Tree Note
Tree Note:
Passenger Pigeons
by Dylan McKeon
Re-PLACE-ing Philadelphia is building an expanded archive of cultural memory that includes multiple histories, re-place-ing the established with new narratives and understandings. Notes consider place via the street, sound, food, trees, and other portals.
In partnership with educator Joshua Block, students from Philadelphia's Science Leadership Academy are creating and publishing their Philadelphia Field Notes. Dylan McKeon shares a poem on passenger pigeons.

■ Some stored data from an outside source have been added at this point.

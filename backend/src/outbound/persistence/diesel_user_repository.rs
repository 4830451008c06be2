//! PostgreSQL-backed `UserRepository` implementation using Diesel ORM.

use async_trait::async_trait;
use chrono::Utc;
use diesel::dsl::sql;
use diesel::prelude::*;
use diesel::sql_types::Double;
use diesel_async::RunQueryDsl;

use crate::domain::ports::{UserPersistenceError, UserRepository};
use crate::domain::{User, UserChanges, UserId};

use super::diesel_error_mapping::{map_diesel_error, map_pool_error};
use super::models::{NewUserRow, UserChangeset, UserRow};
use super::pool::{DbPool, PoolError};
use super::schema::users;

/// Diesel-backed implementation of the `UserRepository` port.
#[derive(Clone)]
pub struct DieselUserRepository {
    pool: DbPool,
}

impl DieselUserRepository {
    /// Create a new repository with the given connection pool.
    pub fn new(pool: DbPool) -> Self {
        Self { pool }
    }
}

fn pool_error(error: PoolError) -> UserPersistenceError {
    map_pool_error(error, UserPersistenceError::connection)
}

fn diesel_error(error: diesel::result::Error) -> UserPersistenceError {
    map_diesel_error(
        error,
        UserPersistenceError::query,
        UserPersistenceError::connection,
    )
}

fn row_to_user(row: UserRow) -> User {
    User {
        id: UserId::from_uuid(row.id),
        wallet_address: row.wallet_address,
        username: row.username,
        bio: row.bio,
        role: row.role,
        profile_picture: row.profile_picture,
        created_at: row.created_at,
        updated_at: row.updated_at,
    }
}

/// Build an `ILIKE` pattern matching `query` literally anywhere in a column.
fn contains_pattern(query: &str) -> String {
    let mut pattern = String::with_capacity(query.len() + 2);
    pattern.push('%');
    for ch in query.chars() {
        if matches!(ch, '%' | '_' | '\\') {
            pattern.push('\\');
        }
        pattern.push(ch);
    }
    pattern.push('%');
    pattern
}

#[async_trait]
impl UserRepository for DieselUserRepository {
    async fn insert(&self, user: &User) -> Result<(), UserPersistenceError> {
        let mut conn = self.pool.get().await.map_err(pool_error)?;
        let row = NewUserRow {
            id: *user.id.as_uuid(),
            wallet_address: &user.wallet_address,
            username: &user.username,
            bio: &user.bio,
            role: &user.role,
            profile_picture: user.profile_picture.as_deref(),
            created_at: user.created_at,
            updated_at: user.updated_at,
        };
        diesel::insert_into(users::table)
            .values(&row)
            .execute(&mut conn)
            .await
            .map(drop)
            .map_err(diesel_error)
    }

    async fn find_by_wallet_address(
        &self,
        wallet_address: &str,
    ) -> Result<Option<User>, UserPersistenceError> {
        let mut conn = self.pool.get().await.map_err(pool_error)?;
        let row: Option<UserRow> = users::table
            .filter(users::wallet_address.eq(wallet_address))
            .select(UserRow::as_select())
            .first(&mut conn)
            .await
            .optional()
            .map_err(diesel_error)?;
        Ok(row.map(row_to_user))
    }

    async fn update_by_wallet_address(
        &self,
        wallet_address: &str,
        changes: &UserChanges,
    ) -> Result<Option<User>, UserPersistenceError> {
        if changes.is_empty() {
            return self.find_by_wallet_address(wallet_address).await;
        }
        let mut conn = self.pool.get().await.map_err(pool_error)?;
        let changeset = UserChangeset {
            username: changes.username.as_deref(),
            bio: changes.bio.as_deref(),
            role: changes.role.as_deref(),
            profile_picture: changes.profile_picture.as_deref(),
            updated_at: Utc::now(),
        };
        let row: Option<UserRow> =
            diesel::update(users::table.filter(users::wallet_address.eq(wallet_address)))
                .set(&changeset)
                .returning(UserRow::as_returning())
                .get_result(&mut conn)
                .await
                .optional()
                .map_err(diesel_error)?;
        Ok(row.map(row_to_user))
    }

    async fn search(&self, query: &str) -> Result<Vec<User>, UserPersistenceError> {
        let mut conn = self.pool.get().await.map_err(pool_error)?;
        let pattern = contains_pattern(query);
        let rows: Vec<UserRow> = users::table
            .filter(
                users::username
                    .ilike(pattern.as_str())
                    .or(users::bio.ilike(pattern.as_str()))
                    .or(users::wallet_address.ilike(pattern.as_str()))
                    .or(users::role.ilike(pattern.as_str())),
            )
            .order(users::created_at.asc())
            .select(UserRow::as_select())
            .load(&mut conn)
            .await
            .map_err(diesel_error)?;
        Ok(rows.into_iter().map(row_to_user).collect())
    }

    async fn sample(&self, limit: u32) -> Result<Vec<User>, UserPersistenceError> {
        let mut conn = self.pool.get().await.map_err(pool_error)?;
        let rows: Vec<UserRow> = users::table
            .order(sql::<Double>("RANDOM()"))
            .limit(i64::from(limit))
            .select(UserRow::as_select())
            .load(&mut conn)
            .await
            .map_err(diesel_error)?;
        Ok(rows.into_iter().map(row_to_user).collect())
    }
}
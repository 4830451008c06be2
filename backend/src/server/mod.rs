//! Server construction and middleware wiring.

mod config;
mod settings;
mod state_builders;

pub use config::ServerConfig;
pub use settings::ServerSettings;

use state_builders::build_http_state;

use actix_web::dev::{Server, ServiceFactory, ServiceRequest, ServiceResponse};
use actix_web::{App, HttpServer, web};

use backend::Trace;
#[cfg(debug_assertions)]
use backend::doc::ApiDoc;
use backend::inbound::http::health::{HealthState, live, ready};
use backend::inbound::http::state::HttpState;
use backend::inbound::http::{configure_api, json_config, query_config};
#[cfg(debug_assertions)]
use utoipa::OpenApi;
#[cfg(debug_assertions)]
use utoipa_swagger_ui::SwaggerUi;

#[derive(Clone)]
struct AppDependencies {
    health_state: web::Data<HealthState>,
    http_state: web::Data<HttpState>,
}

fn build_app(
    deps: AppDependencies,
) -> App<
    impl ServiceFactory<
        ServiceRequest,
        Config = (),
        Response = ServiceResponse,
        Error = actix_web::Error,
        InitError = (),
    >,
> {
    let AppDependencies {
        health_state,
        http_state,
    } = deps;

    let app = App::new()
        .app_data(health_state)
        .app_data(http_state)
        .app_data(json_config())
        .app_data(query_config())
        .wrap(Trace)
        .configure(configure_api)
        .service(ready)
        .service(live);

    #[cfg(debug_assertions)]
    let app = app.service(SwaggerUi::new("/docs").url("/api-docs/openapi.json", ApiDoc::openapi()));

    app
}

/// Construct an Actix HTTP server using the provided health state and configuration.
///
/// Readiness is raised once the listener is bound.
///
/// # Errors
/// Propagates [`std::io::Error`] when binding the socket fails.
pub fn create_server(
    health_state: web::Data<HealthState>,
    config: ServerConfig,
) -> std::io::Result<Server> {
    let server_health_state = health_state.clone();
    let http_state = web::Data::new(build_http_state(config.db_pool.as_ref()));
    let ServerConfig { bind_addr, .. } = config;

    let server = HttpServer::new(move || {
        build_app(AppDependencies {
            health_state: server_health_state.clone(),
            http_state: http_state.clone(),
        })
    })
    .bind(bind_addr)?
    .run();

    health_state.mark_ready();
    Ok(server)
}

#[cfg(test)]
mod tests {
    //! Smoke tests for the assembled application.

    use super::*;
    use actix_web::http::StatusCode;
    use actix_web::test;
    use backend::TRACE_ID_HEADER;
    use rstest::rstest;
    use serde_json::{Value, json};

    fn deps() -> AppDependencies {
        AppDependencies {
            health_state: web::Data::new(HealthState::new()),
            http_state: web::Data::new(build_http_state(None)),
        }
    }

    #[rstest]
    #[actix_web::test]
    async fn registered_users_can_vote() {
        let app = test::init_service(build_app(deps())).await;

        let created = test::call_service(
            &app,
            test::TestRequest::post()
                .uri("/api/v1/users")
                .set_json(json!({ "walletAddress": "0xABC", "username": "ada" }))
                .to_request(),
        )
        .await;
        assert_eq!(created.status(), StatusCode::CREATED);
        assert!(created.headers().contains_key(TRACE_ID_HEADER));

        let voted: Value = test::call_and_read_body_json(
            &app,
            test::TestRequest::post()
                .uri("/api/v1/vote/addVote")
                .set_json(json!({ "walletAddress": "0xABC", "voteType": "upvote", "hash": "Qm1" }))
                .to_request(),
        )
        .await;
        assert_eq!(voted, json!({ "action": "cast" }));

        let summary: Value = test::call_and_read_body_json(
            &app,
            test::TestRequest::get()
                .uri("/api/v1/vote/hash/Qm1/summary")
                .to_request(),
        )
        .await;
        assert_eq!(summary["upvotes"], 1);
    }

    #[rstest]
    #[actix_web::test]
    async fn probes_are_mounted_at_the_root() {
        let deps = deps();
        deps.health_state.mark_ready();
        let app = test::init_service(build_app(deps)).await;

        for uri in ["/health/ready", "/health/live"] {
            let res = test::call_service(&app, test::TestRequest::get().uri(uri).to_request()).await;
            assert_eq!(res.status(), StatusCode::OK, "{uri}");
        }
    }
}
//! Port abstraction for user persistence adapters and their errors.

use async_trait::async_trait;

use crate::domain::macros::define_error_enum;
use crate::domain::{User, UserChanges};

define_error_enum! {
    /// Persistence errors raised by user repository adapters.
    pub enum UserPersistenceError: into_message {
        /// Repository connection could not be established.
        Connection { message: String } => "user repository connection failed: {message}",
        /// Query or mutation failed during execution.
        Query { message: String } => "user repository query failed: {message}",
    }
}

/// Storage of user accounts keyed by wallet address.
#[cfg_attr(test, mockall::automock)]
#[async_trait]
pub trait UserRepository: Send + Sync {
    /// Persist a freshly registered account.
    ///
    /// Implementations reject a second account for the same wallet address.
    async fn insert(&self, user: &User) -> Result<(), UserPersistenceError>;

    /// Fetch the account bound to `wallet_address`.
    async fn find_by_wallet_address(
        &self,
        wallet_address: &str,
    ) -> Result<Option<User>, UserPersistenceError>;

    /// Apply `changes` to the account bound to `wallet_address`.
    ///
    /// Returns the updated account, or `None` when no account matched.
    async fn update_by_wallet_address(
        &self,
        wallet_address: &str,
        changes: &UserChanges,
    ) -> Result<Option<User>, UserPersistenceError>;

    /// Case-insensitive substring search over username, bio, wallet and role.
    async fn search(&self, query: &str) -> Result<Vec<User>, UserPersistenceError>;

    /// Return up to `limit` accounts in random order.
    async fn sample(&self, limit: u32) -> Result<Vec<User>, UserPersistenceError>;
}

#[cfg(test)]
mod tests {
    use super::*;
    use rstest::rstest;

    #[rstest]
    fn errors_carry_adapter_detail() {
        let err = UserPersistenceError::query("duplicate key value violates unique constraint");
        assert_eq!(
            err.to_string(),
            "user repository query failed: duplicate key value violates unique constraint"
        );
    }
}
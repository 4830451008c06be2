//! Outbound adapters implementing domain ports for external infrastructure.
//!
//! - **persistence**: PostgreSQL-backed repositories using Diesel ORM.
//! - **memory**: process-local repositories used when no database is
//!   configured.
//!
//! Adapters are thin translators between domain types and storage
//! representations. They contain no business logic.

pub mod memory;
pub mod persistence;
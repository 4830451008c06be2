//! Embedded schema migrations.
//!
//! Migrations run on a blocking thread over a synchronous `PgConnection`
//! because `diesel_migrations` has no async harness.

use diesel::Connection;
use diesel::pg::PgConnection;
use diesel_migrations::{EmbeddedMigrations, MigrationHarness, embed_migrations};
use tracing::info;

use crate::domain::macros::define_error_enum;

/// Migrations from `backend/migrations`, compiled into the binary.
pub const MIGRATIONS: EmbeddedMigrations = embed_migrations!("migrations");

define_error_enum! {
    /// Failures while bringing the schema up to date.
    pub enum MigrationError: into_message {
        /// The migration connection could not be opened.
        Connection { message: String } => "migration connection failed: {message}",
        /// A migration failed to apply.
        Apply { message: String } => "migration failed: {message}",
        /// The blocking migration task panicked or was cancelled.
        Task { message: String } => "migration task failed: {message}",
    }
}

fn apply_pending(database_url: &str) -> Result<usize, MigrationError> {
    let mut conn = PgConnection::establish(database_url)
        .map_err(|err| MigrationError::connection(err.to_string()))?;
    let applied = conn
        .run_pending_migrations(MIGRATIONS)
        .map_err(|err| MigrationError::apply(err.to_string()))?;
    Ok(applied.len())
}

/// Apply every pending migration against `database_url`.
///
/// # Errors
///
/// Returns [`MigrationError`] when the database is unreachable or a migration
/// fails.
pub async fn run_pending_migrations(database_url: &str) -> Result<(), MigrationError> {
    let url = database_url.to_owned();
    let applied = tokio::task::spawn_blocking(move || apply_pending(&url))
        .await
        .map_err(|err| MigrationError::task(err.to_string()))??;
    info!(applied, "database migrations up to date");
    Ok(())
}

Every day the same birds pass me by,
Sparrows and pigeons, their grey and brown,
melding into the urban landscape.
I think of their evolution,
learning how to cope with the grimy air,
of the city and living on the crumbs,
dropped by the uncaring crowds.
The rare cardinal or robin,
flying by the city, stopping in green,
knowing to avoid the grey.
Though not all knew how to evolve,
the passenger pigeons learned too late,
to avoid the human domain,
unable to adapt to the bullets that cut them down.
As hunters ignored the quiet law of protection,
continued to fire their guns for an easy meal,
no care for the $25 fine.
Was this our evolution,
learned too late,
and yet we still forget to care,
about the smallest lives that fall for our greed.